• _What is expected_
Reproduce the data in full, exactly as it appears.
━━ Records to use ━━
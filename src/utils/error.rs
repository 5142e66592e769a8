//! Error Handling Module
//!
//! Defines the error type shared by the crop and disease services.
//! Uses thiserror for ergonomic error definitions.

use std::path::PathBuf;

use thiserror::Error;

/// Main error type for agricultural inference operations
#[derive(Error, Debug)]
pub enum AgriError {
    /// Error loading or decoding an image file
    #[error("Failed to load image at '{0}': {1}")]
    ImageLoad(PathBuf, String),

    /// Error decoding an in-memory image
    #[error("Image error: {0}")]
    Image(String),

    /// A model artifact exists but could not be loaded
    #[error("Failed to load model at '{0}': {1}")]
    ModelLoad(PathBuf, String),

    /// No model artifact is available to serve the request
    #[error("{0}")]
    ModelUnavailable(String),

    /// Error while running a loaded model
    #[error("Inference error: {0}")]
    Inference(String),

    /// Configuration error
    #[error("Configuration error: {0}")]
    Config(String),

    /// Serialization/deserialization error
    #[error("Serialization error: {0}")]
    Serialization(String),

    /// Invalid input
    #[error("Invalid input: {0}")]
    InvalidInput(String),
}

impl AgriError {
    /// Whether the error was caused by the caller's payload rather than the service
    pub fn is_client_error(&self) -> bool {
        matches!(
            self,
            AgriError::InvalidInput(_) | AgriError::Serialization(_) | AgriError::Image(_)
        )
    }
}

impl From<serde_json::Error> for AgriError {
    fn from(err: serde_json::Error) -> Self {
        AgriError::Serialization(err.to_string())
    }
}

impl From<image::ImageError> for AgriError {
    fn from(err: image::ImageError) -> Self {
        AgriError::Image(err.to_string())
    }
}

/// Convenience Result type for agricultural inference operations
pub type Result<T> = std::result::Result<T, AgriError>;

#[cfg(test)]
mod tests {
    use super::*;

    #[test]
    fn test_error_display() {
        let err = AgriError::Inference("test error".to_string());
        assert_eq!(format!("{}", err), "Inference error: test error");
    }

    #[test]
    fn test_model_unavailable_is_verbatim() {
        let err = AgriError::ModelUnavailable("Model not loaded.".to_string());
        assert_eq!(err.to_string(), "Model not loaded.");
    }

    #[test]
    fn test_image_load_error() {
        let path = PathBuf::from("/path/to/leaf.jpg");
        let err = AgriError::ImageLoad(path, "file not found".to_string());
        assert!(format!("{}", err).contains("leaf.jpg"));
    }

    #[test]
    fn test_client_error_classification() {
        assert!(AgriError::InvalidInput("bad".into()).is_client_error());
        assert!(!AgriError::Inference("boom".into()).is_client_error());
        assert!(!AgriError::ModelUnavailable("none".into()).is_client_error());
    }
}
━━━
• _Exercise response_
filename src/utils/error.rs
repository 5142e66592e769a8
//! Error Handling Module
//!
//! Defines the error type shared by the crop and disease services.
//! Uses thiserror for ergonomic error definitions.

use std::path::PathBuf;

use thiserror::Error;

/// Main error type for agricultural inference operations
#[derive(Error, Debug)]
pub enum AgriError {
    /// Error loading or decoding an image file
    #[error("Failed to load image at '{0}': {1}")]
    ImageLoad(PathBuf, String),

    /// Error decoding an in-memory image
    #[error("Image error: {0}")]
    Image(String),

    /// A model artifact exists but could not be loaded
    #[error("Failed to load model at '{0}': {1}")]
    ModelLoad(PathBuf, String),

    /// No model artifact is available to serve the request
    #[error("{0}")]
    ModelUnavailable(String),

    /// Error while running a loaded model
    #[error("Inference error: {0}")]
    Inference(String),

    /// Configuration error
    #[error("Configuration error: {0}")]
    Config(String),

    /// Serialization/deserialization error
    #[error("Serialization error: {0}")]
    Serialization(String),

    /// Invalid input
    #[error("Invalid input: {0}")]
    InvalidInput(String),
}

impl AgriError {
    /// Whether the error was caused by the caller's payload rather than the service
    pub fn is_client_error(&self) -> bool {
        matches!(
            self,
            AgriError::InvalidInput(_) | AgriError::Serialization(_) | AgriError::Image(_)
        )
    }
}

impl From<serde_json::Error> for AgriError {
    fn from(err: serde_json::Error) -> Self {
        AgriError::Serialization(err.to_string())
    }
}

impl From<image::ImageError> for AgriError {
    fn from(err: image::ImageError) -> Self {
        AgriError::Image(err.to_string())
    }
}

/// Convenience Result type for agricultural inference operations
pub type Result<T> = std::result::Result<T, AgriError>;

#[cfg(test)]
mod tests {
    use super::*;

    #[test]
    fn test_error_display() {
        let err = AgriError::Inference("test error".to_string());
        assert_eq!(format!("{}", err), "Inference error: test error");
    }

    #[test]
    fn test_model_unavailable_is_verbatim() {
        let err = AgriError::ModelUnavailable("Model not loaded.".to_string());
        assert_eq!(err.to_string(), "Model not loaded.");
    }

    #[test]
    fn test_image_load_error() {
        let path = PathBuf::from("/path/to/leaf.jpg");
        let err = AgriError::ImageLoad(path, "file not found".to_string());
        assert!(format!("{}", err).contains("leaf.jpg"));
    }

    #[test]
    fn test_client_error_classification() {
        assert!(AgriError::InvalidInput("bad".into()).is_client_error());
        assert!(!AgriError::Inference("boom".into()).is_client_error());
        assert!(!AgriError::ModelUnavailable("none".into()).is_client_error());
    }
}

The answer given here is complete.